RaulPPelaez commented 1 year ago

We need to design and integrate an efficient way to detect an error state in a CUDA kernel and capture it in the CPU. In particular detecting when some particle has more neighbours than the maximum allowed, replacing this: https://github.com/openmm/NNPOps/blob/8b2d427888e548dbb655b6233060e3e8038e92c2/src/pytorch/neighbors/getNeighborPairsCUDA.cu#L67 which currently leaves the CUDA context in an invalid state, requiring a full context reset.

Additionally, the strategy should be compatible with CUDA graphs. This is related to this PR https://github.com/openmm/NNPOps/pull/70

The main difficulty here is that there is no way to communicate information between a kernel and the CPU that does not involve a synchronization barrier and a memory copy.

I think we should go about this in a similar way as the native CUDA reporting goes, by somehow building an error checking function into the interface that is allowed to synchronize and memcpy.

The class building the list, here https://github.com/openmm/NNPOps/blob/8b2d427888e548dbb655b6233060e3e8038e92c2/src/pytorch/neighbors/getNeighborPairsCUDA.cu#L100 could own a device array/value storing error states (maybe an enum, or a simple integer), the function building the neighbour list would atomically set this error state instead of the assertion above.

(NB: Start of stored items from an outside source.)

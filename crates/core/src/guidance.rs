//! Tone and format knowledge base.
//!
//! Static guidance fragments that steer both the beat extraction prompt and
//! the visual descriptions built for each scene.

use std::{collections::HashMap, fmt, str::FromStr};

use serde::{Deserialize, Serialize};

/// Used when a table has no entry for the requested tone.
pub const NEUTRAL_TONE_GUIDANCE: &str = "natural light, steady framing, realistic everyday setting";

/// Used when a table has no entry for the requested format.
pub const NEUTRAL_FORMAT_GUIDANCE: &str = "clean handheld footage";

#[derive(Debug, Clone, Copy, PartialEq, Eq, Hash, Serialize, Deserialize)]
#[serde(rename_all = "lowercase")]
pub enum Tone {
    Inspiring,
    Urgent,
    Calm,
    Funny,
    Serious,
    Emotional,
    Uplifting,
    Mysterious,
}

impl Tone {
    pub const ALL: [Tone; 8] = [
        Tone::Inspiring,
        Tone::Urgent,
        Tone::Calm,
        Tone::Funny,
        Tone::Serious,
        Tone::Emotional,
        Tone::Uplifting,
        Tone::Mysterious,
    ];

    pub fn as_str(&self) -> &'static str {
        match self {
            Tone::Inspiring => "inspiring",
            Tone::Urgent => "urgent",
            Tone::Calm => "calm",
            Tone::Funny => "funny",
            Tone::Serious => "serious",
            Tone::Emotional => "emotional",
            Tone::Uplifting => "uplifting",
            Tone::Mysterious => "mysterious",
        }
    }
}

impl fmt::Display for Tone {
    fn fmt(&self, f: &mut fmt::Formatter<'_>) -> fmt::Result {
        f.write_str(self.as_str())
    }
}

impl FromStr for Tone {
    type Err = String;

    fn from_str(s: &str) -> Result<Self, Self::Err> {
        let wanted = s.trim().to_ascii_lowercase();
        Tone::ALL
            .into_iter()
            .find(|tone| tone.as_str() == wanted)
            .ok_or_else(|| format!("unknown tone {:?}", s))
    }
}

#[derive(Debug, Clone, Copy, PartialEq, Eq, Hash, Default, Serialize, Deserialize)]
pub enum ContentFormat {
    #[default]
    #[serde(rename = "UGC", alias = "ugc")]
    Ugc,
    #[serde(rename = "talking_head", alias = "talking-head")]
    TalkingHead,
    #[serde(rename = "testimonial")]
    Testimonial,
}

impl ContentFormat {
    pub const ALL: [ContentFormat; 3] = [
        ContentFormat::Ugc,
        ContentFormat::TalkingHead,
        ContentFormat::Testimonial,
    ];

    pub fn as_str(&self) -> &'static str {
        match self {
            ContentFormat::Ugc => "UGC",
            ContentFormat::TalkingHead => "talking_head",
            ContentFormat::Testimonial => "testimonial",
        }
    }
}

impl fmt::Display for ContentFormat {
    fn fmt(&self, f: &mut fmt::Formatter<'_>) -> fmt::Result {
        f.write_str(self.as_str())
    }
}

impl FromStr for ContentFormat {
    type Err = String;

    fn from_str(s: &str) -> Result<Self, Self::Err> {
        match s.trim().to_ascii_lowercase().replace('-', "_").as_str() {
            "ugc" => Ok(ContentFormat::Ugc),
            "talking_head" => Ok(ContentFormat::TalkingHead),
            "testimonial" => Ok(ContentFormat::Testimonial),
            _ => Err(format!("unknown content format {:?}", s)),
        }
    }
}

/// Social platform presets. Only the aspect ratio feeds into scenes; the
/// rest is shown to the user.
#[derive(Clone, Copy, Debug, PartialEq, Eq)]
pub enum Platform {
    Facebook,
    InstagramFeed,
    InstagramStories,
    Tiktok,
    YoutubeShorts,
    Snapchat,
}

pub struct PlatformPreset {
    pub aspect_ratio: &'static str,
    pub duration: &'static str,
    pub focus: &'static str,
}

impl Platform {
    pub fn preset(&self) -> PlatformPreset {
        match self {
            Platform::Facebook => PlatformPreset {
                aspect_ratio: "1:1",
                duration: "15-30 seconds",
                focus: "Lifestyle transformations, social moments, family/friends content",
            },
            Platform::InstagramFeed => PlatformPreset {
                aspect_ratio: "1:1",
                duration: "15-60 seconds",
                focus: "Aesthetic appeal, lifestyle upgrade, influencer-style content",
            },
            Platform::InstagramStories => PlatformPreset {
                aspect_ratio: "9:16",
                duration: "5-15 seconds",
                focus: "Quick hooks, swipe-up CTAs, personal/intimate feel",
            },
            Platform::Tiktok => PlatformPreset {
                aspect_ratio: "9:16",
                duration: "15-30 seconds",
                focus: "Trending styles, quick cuts, younger demographic, viral potential",
            },
            Platform::YoutubeShorts => PlatformPreset {
                aspect_ratio: "9:16",
                duration: "15-60 seconds",
                focus: "Educational content, how-to reveals, authority building",
            },
            Platform::Snapchat => PlatformPreset {
                aspect_ratio: "9:16",
                duration: "3-10 seconds",
                focus: "Ultra-quick hooks, instant gratification, mobile-native",
            },
        }
    }

    pub fn name(&self) -> &'static str {
        match self {
            Platform::Facebook => "Facebook",
            Platform::InstagramFeed => "Instagram Feed",
            Platform::InstagramStories => "Instagram Stories",
            Platform::Tiktok => "TikTok",
            Platform::YoutubeShorts => "YouTube Shorts",
            Platform::Snapchat => "Snapchat",
        }
    }
}

/// Read-only guidance tables, shared between concurrent scene tasks.
#[derive(Debug, Clone)]
pub struct KnowledgeBase {
    tones: HashMap<Tone, String>,
    formats: HashMap<ContentFormat, String>,
}

impl KnowledgeBase {
    pub fn new(tones: HashMap<Tone, String>, formats: HashMap<ContentFormat, String>) -> Self {
        Self { tones, formats }
    }

    pub fn tone_guidance(&self, tone: Tone) -> &str {
        self.tones
            .get(&tone)
            .map(String::as_str)
            .unwrap_or(NEUTRAL_TONE_GUIDANCE)
    }

    pub fn format_guidance(&self, format: ContentFormat) -> &str {
        self.formats
            .get(&format)
            .map(String::as_str)
            .unwrap_or(NEUTRAL_FORMAT_GUIDANCE)
    }
}

impl Default for KnowledgeBase {
    fn default() -> Self {
        let tones = [
            (
                Tone::Inspiring,
                "golden hour light, upward camera movement, people achieving small wins",
            ),
            (
                Tone::Urgent,
                "fast cuts, ticking clocks, people rushing, tight framing",
            ),
            (
                Tone::Calm,
                "soft diffused light, slow pans, quiet uncluttered spaces",
            ),
            (
                Tone::Funny,
                "bright colors, exaggerated reactions, playful everyday mishaps",
            ),
            (
                Tone::Serious,
                "muted palette, steady locked-off shots, focused expressions",
            ),
            (
                Tone::Emotional,
                "close-ups on faces, shallow depth of field, warm intimate light",
            ),
            (
                Tone::Uplifting,
                "sunlit scenes, genuine smiles, open bright spaces",
            ),
            (
                Tone::Mysterious,
                "low-key lighting, partial reveals, slow push-in shots",
            ),
        ];
        let formats = [
            (
                ContentFormat::Ugc,
                "raw authentic footage that looks user-generated, selfie-style, genuine reactions",
            ),
            (
                ContentFormat::TalkingHead,
                "speaker framed chest-up with engaging gestures, cutaways that illustrate the point",
            ),
            (
                ContentFormat::Testimonial,
                "real customer moments, before and after reveals, emotional reactions",
            ),
        ];

        Self::new(
            tones
                .into_iter()
                .map(|(tone, text)| (tone, text.to_string()))
                .collect(),
            formats
                .into_iter()
                .map(|(format, text)| (format, text.to_string()))
                .collect(),
        )
    }
}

Then, checking this error state in the CPU should be delayed as much as possible. For instance, before constructing a CUDA graph a series of error-checking calls to
https://github.com/openmm/NNPOps/blob/8b2d427888e548dbb655b6233060e3e8038e92c2/src/pytorch/neighbors/getNeighborPairsCUDA.cu#L102-L106 with increasing max_num_neighbours could be made to determine an upper bound for it. Then a graph is constructed in a way such that this error state is no longer automatically checked.

This has of course the downside that errors would go silent during a simulation, with the code crashing in an uncontrolled way.

RaulPPelaez commented 1 year ago

What is the intended usage of this function https://github.com/openmm/NNPOps/blob/8b2d427888e548dbb655b6233060e3e8038e92c2/src/pytorch/neighbors/getNeighborPairs.py#L5 when the maximum number of neighbours is not known beforehand?

Is the user expected to find out this number outside of the interface? be conservative?

I would expect the function to autocompute it by default or provide some way to inform and try again quickly if the provided max_num_neighbors is not enough.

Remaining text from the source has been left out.